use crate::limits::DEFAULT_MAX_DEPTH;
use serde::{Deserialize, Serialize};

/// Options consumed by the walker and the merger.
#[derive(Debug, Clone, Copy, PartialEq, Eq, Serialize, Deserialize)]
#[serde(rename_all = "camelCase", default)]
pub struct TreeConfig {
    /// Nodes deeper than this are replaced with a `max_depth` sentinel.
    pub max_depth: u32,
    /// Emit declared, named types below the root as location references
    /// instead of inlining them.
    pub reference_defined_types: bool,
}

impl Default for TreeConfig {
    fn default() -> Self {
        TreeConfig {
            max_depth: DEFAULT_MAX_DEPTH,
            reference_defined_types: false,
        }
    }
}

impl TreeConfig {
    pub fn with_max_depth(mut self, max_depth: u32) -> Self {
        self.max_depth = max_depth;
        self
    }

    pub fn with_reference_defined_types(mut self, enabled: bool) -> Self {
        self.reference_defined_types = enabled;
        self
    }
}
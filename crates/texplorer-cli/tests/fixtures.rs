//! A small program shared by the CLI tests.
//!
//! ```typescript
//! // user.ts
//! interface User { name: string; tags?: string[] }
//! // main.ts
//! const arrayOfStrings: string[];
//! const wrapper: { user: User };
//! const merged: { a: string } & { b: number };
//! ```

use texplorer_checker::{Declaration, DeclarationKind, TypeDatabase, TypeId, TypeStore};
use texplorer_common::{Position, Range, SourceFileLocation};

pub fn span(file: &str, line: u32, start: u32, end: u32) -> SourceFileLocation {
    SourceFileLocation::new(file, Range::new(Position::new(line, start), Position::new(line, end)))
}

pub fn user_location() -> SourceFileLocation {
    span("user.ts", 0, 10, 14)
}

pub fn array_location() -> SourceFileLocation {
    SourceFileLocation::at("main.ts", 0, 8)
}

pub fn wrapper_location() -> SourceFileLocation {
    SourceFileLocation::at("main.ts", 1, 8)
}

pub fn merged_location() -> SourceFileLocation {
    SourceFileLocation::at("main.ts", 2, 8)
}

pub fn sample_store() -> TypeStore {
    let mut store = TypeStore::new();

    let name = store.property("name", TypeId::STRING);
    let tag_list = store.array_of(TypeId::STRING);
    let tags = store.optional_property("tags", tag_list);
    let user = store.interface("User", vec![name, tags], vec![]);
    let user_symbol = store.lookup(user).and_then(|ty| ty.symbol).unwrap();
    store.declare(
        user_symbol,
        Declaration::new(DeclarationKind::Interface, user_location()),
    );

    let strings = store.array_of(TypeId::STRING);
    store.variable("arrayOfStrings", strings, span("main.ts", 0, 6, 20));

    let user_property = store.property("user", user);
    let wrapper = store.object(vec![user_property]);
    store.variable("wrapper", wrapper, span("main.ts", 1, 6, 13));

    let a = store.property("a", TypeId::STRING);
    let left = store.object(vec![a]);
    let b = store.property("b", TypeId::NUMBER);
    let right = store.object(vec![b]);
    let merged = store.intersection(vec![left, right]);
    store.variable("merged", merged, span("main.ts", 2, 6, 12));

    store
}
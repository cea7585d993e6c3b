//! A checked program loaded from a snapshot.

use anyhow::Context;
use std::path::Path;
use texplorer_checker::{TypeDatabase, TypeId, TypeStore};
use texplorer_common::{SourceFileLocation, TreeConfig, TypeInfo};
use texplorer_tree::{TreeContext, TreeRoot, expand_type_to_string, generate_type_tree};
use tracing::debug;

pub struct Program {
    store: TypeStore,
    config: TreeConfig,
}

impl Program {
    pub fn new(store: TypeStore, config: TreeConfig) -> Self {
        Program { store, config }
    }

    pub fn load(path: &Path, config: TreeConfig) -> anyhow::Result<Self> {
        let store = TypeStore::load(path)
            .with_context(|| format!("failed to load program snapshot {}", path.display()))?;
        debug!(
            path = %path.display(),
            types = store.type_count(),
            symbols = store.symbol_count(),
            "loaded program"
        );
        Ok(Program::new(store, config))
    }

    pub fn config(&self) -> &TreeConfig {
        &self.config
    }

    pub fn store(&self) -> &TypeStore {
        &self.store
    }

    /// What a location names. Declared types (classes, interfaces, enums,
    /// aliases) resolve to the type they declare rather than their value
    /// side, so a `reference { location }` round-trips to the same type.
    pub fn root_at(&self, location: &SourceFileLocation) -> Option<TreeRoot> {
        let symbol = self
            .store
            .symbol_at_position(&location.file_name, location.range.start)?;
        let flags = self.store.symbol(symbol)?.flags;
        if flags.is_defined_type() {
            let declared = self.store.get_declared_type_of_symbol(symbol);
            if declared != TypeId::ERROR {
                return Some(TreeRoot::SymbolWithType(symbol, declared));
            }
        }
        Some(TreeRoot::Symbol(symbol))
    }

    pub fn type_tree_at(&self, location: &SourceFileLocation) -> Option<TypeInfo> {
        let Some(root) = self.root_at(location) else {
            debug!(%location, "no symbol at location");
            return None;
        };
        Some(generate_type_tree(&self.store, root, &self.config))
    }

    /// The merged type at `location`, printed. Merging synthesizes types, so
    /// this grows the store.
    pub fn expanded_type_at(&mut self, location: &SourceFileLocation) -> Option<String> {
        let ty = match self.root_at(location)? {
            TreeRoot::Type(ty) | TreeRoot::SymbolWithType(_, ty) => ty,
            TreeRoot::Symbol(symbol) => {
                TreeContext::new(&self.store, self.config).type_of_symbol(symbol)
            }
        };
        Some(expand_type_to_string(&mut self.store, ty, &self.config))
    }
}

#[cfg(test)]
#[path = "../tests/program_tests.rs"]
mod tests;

_What you need to do:_
Output all lines from the beginning of the data up to the line holding "vec![name, tags], vec![]);", that line included, exactly as written.

_Worked solution:_
use crate::limits::DEFAULT_MAX_DEPTH;
use serde::{Deserialize, Serialize};

/// Options consumed by the walker and the merger.
#[derive(Debug, Clone, Copy, PartialEq, Eq, Serialize, Deserialize)]
#[serde(rename_all = "camelCase", default)]
pub struct TreeConfig {
    /// Nodes deeper than this are replaced with a `max_depth` sentinel.
    pub max_depth: u32,
    /// Emit declared, named types below the root as location references
    /// instead of inlining them.
    pub reference_defined_types: bool,
}

impl Default for TreeConfig {
    fn default() -> Self {
        TreeConfig {
            max_depth: DEFAULT_MAX_DEPTH,
            reference_defined_types: false,
        }
    }
}

impl TreeConfig {
    pub fn with_max_depth(mut self, max_depth: u32) -> Self {
        self.max_depth = max_depth;
        self
    }

    pub fn with_reference_defined_types(mut self, enabled: bool) -> Self {
        self.reference_defined_types = enabled;
        self
    }
}
filename crates/texplorer-cli/tests/fixtures.rs
//! A small program shared by the CLI tests.
//!
//! ```typescript
//! // user.ts
//! interface User { name: string; tags?: string[] }
//! // main.ts
//! const arrayOfStrings: string[];
//! const wrapper: { user: User };
//! const merged: { a: string } & { b: number };
//! ```

use texplorer_checker::{Declaration, DeclarationKind, TypeDatabase, TypeId, TypeStore};
use texplorer_common::{Position, Range, SourceFileLocation};

pub fn span(file: &str, line: u32, start: u32, end: u32) -> SourceFileLocation {
    SourceFileLocation::new(file, Range::new(Position::new(line, start), Position::new(line, end)))
}

pub fn user_location() -> SourceFileLocation {
    span("user.ts", 0, 10, 14)
}

pub fn array_location() -> SourceFileLocation {
    SourceFileLocation::at("main.ts", 0, 8)
}

pub fn wrapper_location() -> SourceFileLocation {
    SourceFileLocation::at("main.ts", 1, 8)
}

pub fn merged_location() -> SourceFileLocation {
    SourceFileLocation::at("main.ts", 2, 8)
}

pub fn sample_store() -> TypeStore {
    let mut store = TypeStore::new();

    let name = store.property("name", TypeId::STRING);
    let tag_list = store.array_of(TypeId::STRING);
    let tags = store.optional_property("tags", tag_list);
    let user = store.interface("User", vec![name, tags], vec![]);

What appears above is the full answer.